The present section concerns itself with the steps needed to create a datastore from the raw dataset that we intend to use during the course of our study. It is the first step which we need to take in order to curate the data that we can use for our study.

## Step 1: Downloading the data

For the purpose of our study we intend to use [Yelp Academic Dataset], for more detail overview of the dataset please refer to the official [documentation]. The dataset can be downloaded after submitting some basic details on the [download] page. The dataset comes in 6 a json files with information pertainin to 6 different enteties i.e. `business`, `user`, `review`, `tips`, `check-ins` and `photos`. But for the purpose of our study we will limit our focus to 3 enteties i.e. `business`, `user` and `review`. The raw json files for the correspoding entities can be located [here].

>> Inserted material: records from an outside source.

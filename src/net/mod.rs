//! HTTP layer shared by the forge and registry clients.
//!
//! This is the only place that interprets status codes. Callers get either a
//! decoded body or a [`PinError`]:
//!
//! - 2xx → body
//! - 403/429 with an `x-ratelimit-reset` header → [`PinError::RateLimited`]
//! - any other status → [`PinError::HttpStatus`]
//! - transport failure → [`PinError::Network`]
//!
//! Requests are sequential and carry no timeout or retry; a stalled upstream
//! stalls the run, and Ctrl-C is the only way out.

use chrono::{DateTime, TimeZone, Utc};
use reqwest::StatusCode;
use reqwest::header::{ACCEPT, AUTHORIZATION, HeaderMap, HeaderValue, USER_AGENT};
use serde::de::DeserializeOwned;
use sha2::{Digest, Sha256};
use tracing::debug;

use crate::constants::{RATE_LIMIT_RESET_HEADER, USER_AGENT as USER_AGENT_VALUE};
use crate::core::PinError;

const GITHUB_JSON: &str = "application/vnd.github+json";

/// Thin wrapper over a [`reqwest::Client`] holding the optional forge token.
#[derive(Debug, Clone)]
pub struct HttpClient {
    client: reqwest::Client,
    token: Option<String>,
}

impl HttpClient {
    /// Build a client. The token, if any, is only attached to forge API calls.
    pub fn new(token: Option<String>) -> Result<Self, PinError> {
        let mut default_headers = HeaderMap::new();
        default_headers.insert(USER_AGENT, HeaderValue::from_static(USER_AGENT_VALUE));

        let client = reqwest::Client::builder()
            .default_headers(default_headers)
            .build()
            .map_err(|e| PinError::Network {
                url: String::new(),
                message: format!("failed to create HTTP client: {e}"),
            })?;

        Ok(Self {
            client,
            token,
        })
    }

    /// Whether forge API calls are authenticated.
    #[must_use]
    pub const fn is_authenticated(&self) -> bool {
        self.token.is_some()
    }

    /// GET a forge API resource and decode it.
    pub async fn get_api_json<T: DeserializeOwned>(&self, url: &str) -> Result<T, PinError> {
        debug!(url = %url, authenticated = self.is_authenticated(), "forge API request");
        let mut request = self.client.get(url).header(ACCEPT, GITHUB_JSON);
        if let Some(token) = &self.token {
            request = request.header(AUTHORIZATION, format!("Bearer {token}"));
        }
        let response = self.send(url, request).await?;
        decode_json(url, response).await
    }

    /// GET a public JSON resource (no credentials) and decode it.
    pub async fn get_json<T: DeserializeOwned>(&self, url: &str) -> Result<T, PinError> {
        debug!(url = %url, "JSON request");
        let response = self.send(url, self.client.get(url)).await?;
        decode_json(url, response).await
    }

    /// Download a resource fully into memory.
    pub async fn download(&self, url: &str) -> Result<Vec<u8>, PinError> {
        debug!(url = %url, "downloading");
        let response = self.send(url, self.client.get(url)).await?;
        let bytes = response.bytes().await.map_err(|e| PinError::Network {
            url: url.to_string(),
            message: format!("failed to read response body: {e}"),
        })?;
        debug!(url = %url, bytes = bytes.len(), "download complete");
        Ok(bytes.to_vec())
    }

    async fn send(
        &self,
        url: &str,
        request: reqwest::RequestBuilder,
    ) -> Result<reqwest::Response, PinError> {
        let response = request.send().await.map_err(|e| PinError::Network {
            url: url.to_string(),
            message: e.to_string(),
        })?;

        let status = response.status();
        if status.is_success() {
            return Ok(response);
        }

        debug!(url = %url, status = status.as_u16(), "upstream returned an error status");
        if let Some(reset_at) = rate_limit_reset(status, response.headers()) {
            return Err(PinError::RateLimited {
                reset_at,
                authenticated: self.is_authenticated(),
            });
        }

        Err(PinError::HttpStatus {
            url: url.to_string(),
            status: status.as_u16(),
        })
    }
}

async fn decode_json<T: DeserializeOwned>(
    url: &str,
    response: reqwest::Response,
) -> Result<T, PinError> {
    let text = response.text().await.map_err(|e| PinError::Network {
        url: url.to_string(),
        message: format!("failed to read response body: {e}"),
    })?;
    serde_json::from_str(&text).map_err(|e| PinError::InvalidResponse {
        url: url.to_string(),
        reason: e.to_string(),
    })
}

/// Reset time of a throttled response, if this response is one.
///
/// Only 403 and 429 responses that carry a parseable `x-ratelimit-reset`
/// header count as throttling; every other error stays a plain HTTP error.
#[must_use]
pub fn rate_limit_reset(status: StatusCode, headers: &HeaderMap) -> Option<DateTime<Utc>> {
    if status != StatusCode::FORBIDDEN && status != StatusCode::TOO_MANY_REQUESTS {
        return None;
    }
    let seconds: i64 = headers.get(RATE_LIMIT_RESET_HEADER)?.to_str().ok()?.trim().parse().ok()?;
    Utc.timestamp_opt(seconds, 0).single()
}

/// Lowercase hex SHA-256 of some bytes.
#[must_use]
pub fn sha256_hex(content: &[u8]) -> String {
    let mut hasher = Sha256::new();
    hasher.update(content);
    hex::encode(hasher.finalize())
}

[Yelp Academic Dataset]: https://www.yelp.com/dataset
[documentation]: https://www.yelp.com/dataset/documentation/main
[download]: https://www.yelp.com/dataset/download
[here]: ./data/raw/json

## Step 2: JSON to CSV

As mentioned the dataset which we intend to use is in json format. Hence, we need to convert it into csv format so that further analysis becomes easier. Hence, below we convert raw json files to csv using pandas.

In [None]:
import pandas as pd

# reading reviews json file into pandas dataframe and saving it as csv
df_reviews = pd.read_json('./data/raw/json/yelp_academic_dataset_review.json', lines=True)
df_reviews.to_csv('./data/raw/csv/yelp_academic_dataset_review.csv', index=False)

# reading users json file into pandas dataframe and saving it as csv
df_users = pd.read_json('./data/raw/json/yelp_academic_dataset_user.json', lines=True)
df_users.to_csv('./data/raw/csv/yelp_academic_dataset_user.csv', index=False)

# reading businesses json file into pandas dataframe and saving it as csv
df_businesses = pd.read_json('./data/raw/json/yelp_academic_dataset_business.json', lines=True)
df_businesses.to_csv('./data/raw/csv/yelp_academic_dataset_business.csv', index=False)

## Step 3: CSV to SQLite Database

To make the further operating with the dataset easier and allow for complecated operation such as joins which be quite difficult to perform on raw huge csv file we decided to create a in memory database out of the csv using SQLite. Using followig commands on command line we create a database named `yelp_db` and then import our three csvs created from above step as three tables in our database i.e. `businesses`, `users` and `reviews`.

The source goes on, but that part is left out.